#273: Weird Browsers

[Robin]: “Perhaps for what we’re losing in browser engine diversity, we’ll gain in browser UI/UX diversity” Chris quipped the other day in a post all about Bonsai. It’s an interesting little browser that’s pretty different from the browsers that we’re most familiar with today, mostly because it’s designed to do just one thing really well: research. A hotkey makes the app appear as a tiny floating window on your screen and you can organize “tabs” into workspaces, which certainly looks neat and certainly helps clean up all those messy tabs.

But I agree with Chris here—it feels like there’s something in the air when it comes to browsers. Folks are starting to think about them differently and that’s exciting. And although in the front-end world we’re constantly bemoaning the convergence of browsers towards Chrome and WebKit—and for good reason, too (ideally we’d have both browser engine and UI diversity). But I think that this can sometimes be a little short-sighted because UI diversity is just as important, perhaps.

For example! The other day I stumbled upon Opera GX, “a browser for gamers” that tells you when certain video games are about to be released and adds CPU, RAM, and Network limiters. That’s certainly cool and weird.

Then there’s The Browser Company which hopes to reinvent tabs and how we navigate around websites. Or Brave, who’s trying to position itself as a faster and more secure alternative to Chrome that also lets you tip writers (heck yeah!). Then there’s Sidekick, which is trying to be one of those omni-app things that lets you quickly get into Gmail, Notion, Slack, etc. Synth looks like something similar, except that it lets you quickly make Jira tasks and lets you jump into Zoom meetings and whatnot real quick. Mighty, on the other hand, lets you search across all your Google docs from within the browser which saves you having to bookmark a million things. There are just so many of them!

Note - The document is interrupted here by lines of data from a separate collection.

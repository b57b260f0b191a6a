use std::io;
use std::path::PathBuf;

use crate::io::lock::LockError;

/// Error type for every store operation
#[derive(Debug, thiserror::Error)]
pub enum StoreError {
    #[error("not a lister store: no lister.toml found")]
    NotAStore,
    #[error("a list named '{0}' already exists")]
    TemplateExists(String),
    #[error("template not found: {0}")]
    TemplateNotFound(String),
    #[error("template '{name}' is invalid: {reason}")]
    TemplateInvalid { name: String, reason: String },
    #[error("invalid name '{name}': {reason}")]
    InvalidName { name: String, reason: &'static str },
    #[error("record not found: {}", .0.display())]
    RecordNotFound(PathBuf),
    #[error("record {} is corrupt: {reason}", .path.display())]
    RecordCorrupt { path: PathBuf, reason: String },
    #[error("primary field '{0}' is empty")]
    PrimaryFieldEmpty(String),
    #[error("invalid value for field '{field}': {reason}")]
    InvalidFieldValue { field: String, reason: String },
    #[error("no records to work with")]
    EmptyInput,
    #[error("unknown column: {0}")]
    UnknownColumn(String),
    #[error("no creation timestamp in file name '{0}'")]
    TimestampParse(String),
    #[error("could not delete {}: {source}", .path.display())]
    DeletionFailed { path: PathBuf, source: io::Error },
    #[error("could not export to {}: {source}", .path.display())]
    ExportFailed { path: PathBuf, source: io::Error },
    #[error("{} exists in both inbox and archive (or at the destination)", .path.display())]
    MoveConflict { path: PathBuf },
    #[error("load cancelled")]
    LoadCancelled,
    #[error("could not {op} {}: {source}", .path.display())]
    Io {
        op: &'static str,
        path: PathBuf,
        source: io::Error,
    },
    #[error("could not parse lister.toml: {0}")]
    ConfigParse(#[from] toml::de::Error),
    #[error("could not edit lister.toml: {0}")]
    ConfigEdit(#[from] toml_edit::TomlError),
    #[error(transparent)]
    Lock(#[from] LockError),
}

pub type StoreResult<T> = Result<T, StoreError>;

impl StoreError {
    /// Wrap an I/O error with the operation and path it came from.
    pub fn io(op: &'static str, path: impl Into<PathBuf>, source: io::Error) -> Self {
        StoreError::Io {
            op,
            path: path.into(),
            source,
        }
    }
}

These variations on a theme make me realize that, at this point, I don’t know what a browser is. Sure, it can take a URL and show you a bunch of information, and lets you search for stuff. But beyond that, boy, I’m not so sure. Should a web browser have bookmarks? Should it have the latest and greatest CSS features? I can imagine a browser without CSS Grid and Flexbox. I can imagine a browser that says eff you entirely to CSS itself. And what about a browser without tabs? Or a browser without color? What about a browser with no UI or a browser designed only for this one, tiny community?

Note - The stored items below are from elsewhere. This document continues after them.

//! Template (schema) registry and the list/archive directories each
//! template owns.
//!
//! Multi-step changes run as a journal of completed steps. When a later step
//! fails, the completed steps are undone in reverse order, best effort; an
//! undo that itself fails is logged and leaves the store in a state the
//! next `read_template` or `list_names` will expose.

use std::fs;
use std::io;
use std::path::{Path, PathBuf};

use crate::error::{StoreError, StoreResult};
use crate::io::atomic::atomic_write;
use crate::io::layout::StoreLayout;
use crate::model::record::Partition;
use crate::model::template::{FieldDef, Template, check_list_name};
use crate::parse::{parse_template, serialize_template};

/// A completed, reversible filesystem step
#[derive(Debug)]
enum Step {
    CreatedDir(PathBuf),
    WroteFile(PathBuf),
    Moved { from: PathBuf, to: PathBuf },
}

#[derive(Debug, Default)]
struct Journal {
    done: Vec<Step>,
}

impl Journal {
    fn record(&mut self, step: Step) {
        self.done.push(step);
    }

    fn rollback(self) {
        for step in self.done.into_iter().rev() {
            let result = match &step {
                Step::CreatedDir(dir) => fs::remove_dir_all(dir),
                Step::WroteFile(path) => fs::remove_file(path),
                Step::Moved { from, to } => fs::rename(to, from),
            };
            if let Err(e) = result {
                tracing::warn!(?step, error = %e, "rollback step failed");
            }
        }
    }
}

fn validated_name(name: &str) -> StoreResult<()> {
    check_list_name(name).map_err(|reason| StoreError::InvalidName {
        name: name.to_string(),
        reason,
    })
}

fn validated_fields(name: &str, fields: &[FieldDef]) -> StoreResult<Template> {
    let template = Template::new(name, fields.to_vec());
    template
        .check_fields()
        .map_err(|reason| StoreError::TemplateInvalid {
            name: name.to_string(),
            reason,
        })?;
    Ok(template)
}

/// A name is taken if a list directory or a template file already uses it.
fn name_taken(layout: &StoreLayout, name: &str) -> bool {
    layout.partition_dir(name, Partition::Inbox).exists() || layout.template_path(name).exists()
}

fn write_template(layout: &StoreLayout, template: &Template) -> StoreResult<PathBuf> {
    let path = layout.template_path(&template.name);
    let text = serialize_template(template).map_err(|e| StoreError::TemplateInvalid {
        name: template.name.clone(),
        reason: e.to_string(),
    })?;
    if let Some(parent) = path.parent() {
        fs::create_dir_all(parent).map_err(|e| StoreError::io("create", parent, e))?;
    }
    atomic_write(&path, text.as_bytes()).map_err(|e| StoreError::io("write", &path, e))?;
    Ok(path)
}

/// Create a template and its (empty) list directory.
pub fn create_template(layout: &StoreLayout, name: &str, fields: &[FieldDef]) -> StoreResult<Template> {
    validated_name(name)?;
    let template = validated_fields(name, fields)?;
    if name_taken(layout, name) {
        return Err(StoreError::TemplateExists(name.to_string()));
    }

    let mut journal = Journal::default();
    let schema = write_template(layout, &template)?;
    journal.record(Step::WroteFile(schema));

    let list_dir = layout.partition_dir(name, Partition::Inbox);
    if let Err(e) = fs::create_dir_all(&list_dir) {
        journal.rollback();
        return Err(StoreError::io("create", &list_dir, e));
    }

    tracing::info!(template = name, fields = template.fields.len(), "created template");
    Ok(template)
}

/// Read a template by name.
pub fn read_template(layout: &StoreLayout, name: &str) -> StoreResult<Template> {
    let path = layout.template_path(name);
    let text = match fs::read_to_string(&path) {
        Ok(text) => text,
        Err(e) if e.kind() == io::ErrorKind::NotFound => {
            return Err(StoreError::TemplateNotFound(name.to_string()));
        }
        Err(e) => return Err(StoreError::io("read", &path, e)),
    };
    let template = parse_template(name, &text).map_err(|reason| StoreError::TemplateInvalid {
        name: name.to_string(),
        reason,
    })?;
    template
        .check_fields()
        .map_err(|reason| StoreError::TemplateInvalid {
            name: name.to_string(),
            reason,
        })?;
    Ok(template)
}

/// Replace the fields of an existing template. Records already written
/// keep their old shape.
pub fn update_template(layout: &StoreLayout, name: &str, fields: &[FieldDef]) -> StoreResult<Template> {
    if !layout.template_path(name).exists() {
        return Err(StoreError::TemplateNotFound(name.to_string()));
    }
    let template = validated_fields(name, fields)?;
    write_template(layout, &template)?;
    tracing::info!(template = name, "updated template");
    Ok(template)
}

/// Rename a template and move both of its partitions.
pub fn rename_template(layout: &StoreLayout, old: &str, new: &str) -> StoreResult<Template> {
    validated_name(new)?;
    let template = read_template(layout, old)?;
    if old == new {
        return Ok(template);
    }
    if name_taken(layout, new) || layout.partition_dir(new, Partition::Archive).exists() {
        return Err(StoreError::TemplateExists(new.to_string()));
    }

    let mut journal = Journal::default();
    let result = rename_steps(layout, &template, new, &mut journal);
    match result {
        Ok(renamed) => {
            tracing::info!(from = old, to = new, "renamed template");
            Ok(renamed)
        }
        Err(e) => {
            journal.rollback();
            Err(e)
        }
    }
}

fn rename_steps(
    layout: &StoreLayout,
    template: &Template,
    new: &str,
    journal: &mut Journal,
) -> StoreResult<Template> {
    let old = template.name.as_str();

    for partition in [Partition::Inbox, Partition::Archive] {
        let from = layout.partition_dir(old, partition);
        let to = layout.partition_dir(new, partition);
        if from.exists() {
            move_dir(&from, &to)?;
            journal.record(Step::Moved { from, to });
        } else if partition == Partition::Inbox {
            // Orphaned template: give the new name its list directory
            fs::create_dir_all(&to).map_err(|e| StoreError::io("create", &to, e))?;
            journal.record(Step::CreatedDir(to));
        }
    }

    let renamed = Template::new(new, template.fields.clone());
    #[cfg(test)]
    if tests::FAIL_SCHEMA_WRITE.with(|fail| fail.get()) {
        return Err(StoreError::io(
            "write",
            &layout.template_path(new),
            io::Error::other("schema write failed"),
        ));
    }
    let new_schema = write_template(layout, &renamed)?;
    journal.record(Step::WroteFile(new_schema));

    let old_schema = layout.template_path(old);
    fs::remove_file(&old_schema).map_err(|e| StoreError::io("remove", &old_schema, e))?;
    Ok(renamed)
}

fn move_dir(from: &Path, to: &Path) -> StoreResult<()> {
    if let Some(parent) = to.parent() {
        fs::create_dir_all(parent).map_err(|e| StoreError::io("create", parent, e))?;
    }
    fs::rename(from, to).map_err(|e| StoreError::io("move", from, e))
}

/// Delete a template and everything in both of its partitions. No rollback:
/// a failure part way leaves whatever was not yet removed.
pub fn delete_template(layout: &StoreLayout, name: &str) -> StoreResult<()> {
    let schema = layout.template_path(name);
    let inbox = layout.partition_dir(name, Partition::Inbox);
    if !schema.exists() && !inbox.exists() {
        return Err(StoreError::TemplateNotFound(name.to_string()));
    }

    for dir in [layout.partition_dir(name, Partition::Archive), inbox] {
        if dir.exists() {
            fs::remove_dir_all(&dir)
                .map_err(|e| StoreError::DeletionFailed { path: dir.clone(), source: e })?;
        }
    }
    if schema.exists() {
        fs::remove_file(&schema)
            .map_err(|e| StoreError::DeletionFailed { path: schema.clone(), source: e })?;
    }

    tracing::info!(template = name, "deleted template and its records");
    Ok(())
}

/// Names of all lists, sorted.
pub fn list_names(layout: &StoreLayout) -> StoreResult<Vec<String>> {
    let lists_dir = layout.lists_dir();
    let entries = match fs::read_dir(&lists_dir) {
        Ok(entries) => entries,
        Err(e) if e.kind() == io::ErrorKind::NotFound => return Ok(Vec::new()),
        Err(e) => return Err(StoreError::io("read", &lists_dir, e)),
    };

    let mut names = Vec::new();
    for entry in entries {
        let entry = entry.map_err(|e| StoreError::io("read", &lists_dir, e))?;
        if !entry.path().is_dir() {
            continue;
        }
        if let Some(name) = entry.file_name().to_str()
            && !name.starts_with('.')
        {
            names.push(name.to_string());
        }
    }
    names.sort();
    Ok(names)
}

My point here is this: what we think browsers are today are not what they’ll be in the future. And because of that, I’m excited about browsers for the first time in a real long time.

This makes me wonder if Progressive Web Apps are going to make a comeback in the future once we move away from this Chrome UI world. The way we use browsers and operating systems today don’t really encourage us to use them at all but perhaps in the near term future, as these weirder browsers take hold, maybe that’s when PWA usage will explode.

It also makes me wonder what’s the difference between an operating system and a web browser? At one point or another, the line starts to blur for me.

And how will this play out with CSS? What new tools will we need if our websites become more app-like, more front-and-center on people’s devices? And what new tricks will we be talking about here?

These are exciting times indeed.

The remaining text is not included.